Quoting Karl Marx might not be a smart idea these days: Homeland Security contractors have been known to monitor your website for less. But I could use the online traffic, so here goes:
"History repeats itself, first as tragedy, second as farce."
In this, as in so much else, Pennsylvania seems to be doing things backwards. Lately, the excesses of latter-day McCarthyism are now playing out like an episode of Reno 911.
As reported elsewhere in this issue, Pennsylvanians have discovered that the state paid more than $100,000 for a series of "Intelligence Bulletins," each compiled by the Philadelphia-based Institute for Terrorism Research and Response. The bulletins relied heavily on material found by trolling the Internet, looking for potential criminal activity in environmentalist chatrooms and discussions of local zoning hearings. More recently, a federal Department of Justice report revealed that in the early 2000s, the FBI carried out surveillance of local peace activists affiliated with the Thomas Merton Center -- just to impress the boss.
It'd be nice to think that's all behind us. The ITRR's contract has been scrapped; the state Homeland Security director has resigned. The FBI surveillance, meanwhile, dates to the Bush administration. Move along, nothing to see here.
Not so fast. For one thing, the ITRR wasn't alone in warning of terror threats from environmentalists. Its Aug. 30 dispatch, for example, purportedly included an "extract" taken from an FBI report dated a week before: "The FBI ... assesses -- with medium confidence -- extremists will continue to commit criminal activity against not only the energy companies, but against secondary or tertiary targets."
As the bulletin itself notes, a "lack of direct reporting" makes it hard to assess the legitimacy of that warning. But in any case, that ain't George W. Bush's FBI. These are the same folks who, even now, want broad power to wiretap your Blackberry, and to monitor online communication services like Skype.
Of course, if the police sometimes have to tap your phone, it's hard to see why communicating via Skype should be immune. But as we've seen, government officials don't always use these powers wisely. And when abuse happens, it can take months -- even years -- to come to light.
If you want to escape police-state scrutiny, in fact, your best bet may be to become a cop.

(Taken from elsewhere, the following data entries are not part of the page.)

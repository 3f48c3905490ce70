//! autograder: Grade CI builds from their quality signals
//!
//! Turns static analysis, test, coverage and mutation results into one score.

#![allow(clippy::needless_pass_by_value)]

use anyhow::{Context, Result};
use autograder::{
    cli::{self, GradeConfig},
    pipeline::exit_codes,
    reports::ReportFormat,
};
use clap::{CommandFactory, Parser, Subcommand};
use clap_complete::{Shell, generate};
use std::io;
use std::path::PathBuf;
use tracing_subscriber::{layer::SubscriberExt, util::SubscriberInitExt};

#[derive(Parser)]
#[command(name = "autograder")]
#[command(version)]
#[command(
    about = "Grade CI builds from static analysis, test, coverage and mutation results",
    long_about = None
)]
#[command(after_help = "EXIT CODES:
    0  Grading completed (and met --min-score)
    1  Score below --min-score
    2  Grading aborted (enabled category without results)
    3  Error occurred

EXAMPLES:
    # Grade with a discovered .autograding.yaml
    autograder grade --snapshots build/snapshots.json

    # Inline configuration, as passed by a CI step
    autograder grade --snapshots snapshots.yaml \\
        --config-json '{\"tests\":{\"maxScore\":100,\"failureImpact\":-5}}'

    # Markdown report for a pull request comment
    autograder grade --snapshots snapshots.json -o markdown -O score.md")]
struct Cli {
    /// Enable verbose output
    #[arg(short, long, global = true)]
    verbose: bool,

    /// Suppress non-essential output
    #[arg(short, long, global = true)]
    quiet: bool,

    /// Disable colored output (also respects `NO_COLOR` env)
    #[arg(long, global = true)]
    no_color: bool,

    /// Path to configuration file
    #[arg(long, global = true, env = "AUTOGRADER_CONFIG")]
    config: Option<PathBuf>,

    #[command(subcommand)]
    command: Commands,
}

/// Arguments for the `grade` subcommand
#[derive(Parser)]
struct GradeArgs {
    /// Snapshot file with the recorded counts (JSON or YAML)
    #[arg(short, long)]
    snapshots: PathBuf,

    /// Inline JSON configuration, overrides --config
    #[arg(long, env = "AUTOGRADER_CONFIG_JSON")]
    config_json: Option<String>,

    /// Output format
    #[arg(short, long, default_value = "summary")]
    output: ReportFormat,

    /// Output file (default: stdout)
    #[arg(short = 'O', long)]
    output_file: Option<PathBuf>,

    /// Fail with exit code 1 if the total score is below this value
    #[arg(long)]
    min_score: Option<i64>,
}

#[derive(Subcommand)]
enum Commands {
    /// Grade recorded build results
    Grade(GradeArgs),

    /// Generate shell completions
    Completions {
        /// Shell to generate completions for
        #[arg(value_enum)]
        shell: Shell,
    },

    /// Generate JSON Schema for the config file format
    ConfigSchema {
        /// Write schema to file instead of stdout
        #[arg(short, long)]
        output: Option<PathBuf>,
    },

    /// Show, discover, or initialize configuration
    Config {
        #[command(subcommand)]
        action: ConfigAction,
    },
}

/// Sub-subcommands for the `config` command
#[derive(Subcommand)]
enum ConfigAction {
    /// Print the effective configuration
    Show,
    /// Print config file search paths and discovered config file
    Path,
    /// Generate an example .autograding.yaml in the current directory
    Init,
}

fn main() {
    let cli = Cli::parse();

    // Initialize logging
    let log_level = if cli.verbose {
        "debug"
    } else if cli.quiet {
        "warn"
    } else {
        "info"
    };
    tracing_subscriber::registry()
        .with(tracing_subscriber::EnvFilter::new(
            std::env::var("RUST_LOG").unwrap_or_else(|_| log_level.to_string()),
        ))
        .with(
            tracing_subscriber::fmt::layer()
                .with_target(false)
                .with_writer(io::stderr),
        )
        .init();

    match run(cli) {
        Ok(exit_codes::SUCCESS) => {}
        Ok(code) => std::process::exit(code),
        Err(err) => {
            tracing::error!("{err:#}");
            std::process::exit(exit_codes::ERROR);
        }
    }
}

fn run(cli: Cli) -> Result<i32> {
    match cli.command {
        Commands::Grade(args) => cli::run_grade(GradeConfig {
            snapshots_path: args.snapshots,
            config_path: cli.config,
            config_json: args.config_json,
            output: args.output,
            output_file: args.output_file,
            min_score: args.min_score,
            no_color: cli.no_color,
            quiet: cli.quiet,
        }),

        Commands::Completions { shell } => {
            generate(shell, &mut Cli::command(), "autograder", &mut io::stdout());
            Ok(exit_codes::SUCCESS)
        }

        Commands::ConfigSchema { output } => {
            let schema = autograder::config::generate_json_schema();
            match output {
                Some(path) => {
                    std::fs::write(&path, &schema)
                        .with_context(|| format!("failed to write {}", path.display()))?;
                    eprintln!("Schema written to {}", path.display());
                }
                None => {
                    println!("{schema}");
                }
            }
            Ok(exit_codes::SUCCESS)
        }

        Commands::Config { action } => {
            match action {
                ConfigAction::Show => print!("{}", cli::config_show(cli.config.as_deref())?),
                ConfigAction::Path => eprint!("{}", cli::config_path(cli.config.as_deref())?),
                ConfigAction::Init => {
                    let cwd =
                        std::env::current_dir().context("cannot determine current directory")?;
                    let target = cli::config_init(&cwd)?;
                    eprintln!("Created {}", target.display());
                }
            }
            Ok(exit_codes::SUCCESS)
        }
    }
}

Just last week, for example, news surfaced of yet another setback in the investigation of police conduct during last year's G-20 economic summit. On Sept. 28, members of the Citizens Police Review Board -- which is battling Mayor Luke Ravenstahl's administration in court over access to G-20 documents -- learned that their attorneys were resigning.
The reason? The board solicitors are paid by the city ... and the city's Law Department stopped payment on their invoices unless they agreed to change their contract. According to the attorneys' resignation letter, the Law Department originally wanted the power to fire them outright. That would be useful, since the Law Department has been battling those attorneys in court. And though the Law Department later abandoned that demand, it still insisted the board's attorneys accept other changes, including an agreement to be held liable for any legal advice that went bad.
The review board has played hardball too, of course: It sought to have police Chief Nate Harper declared in contempt of court for refusing to turn over the documents. After that, Ravenstahl replaced most of the review-board members themselves. Which means that for the second time this year, the review board is replacing veteran hands with newcomers. We'll see how much independence, or power, the board has left when the G-20 fracas plays out.
But whether you blame the city for scorched-earth tactics, or the board for overreaching in the first place, those seeking more police accountability are running out of options. Even as the FBI's Bush-era surveillance was making headlines, for example, three Pittsburgh police officers accused of beating high school honor student Jordan Miles continued their months-long paid vacation. They've been on paid leave from the city since last winter because federal investigators have neither prosecuted nor formally closed the case. (If only the parties involved would post evidence online, where the government could find it!)
And did we mention that the front-running candidate for governor, state Attorney General Tom Corbett, sought to reveal the identity of two anonymous Twitterers who'd criticized him?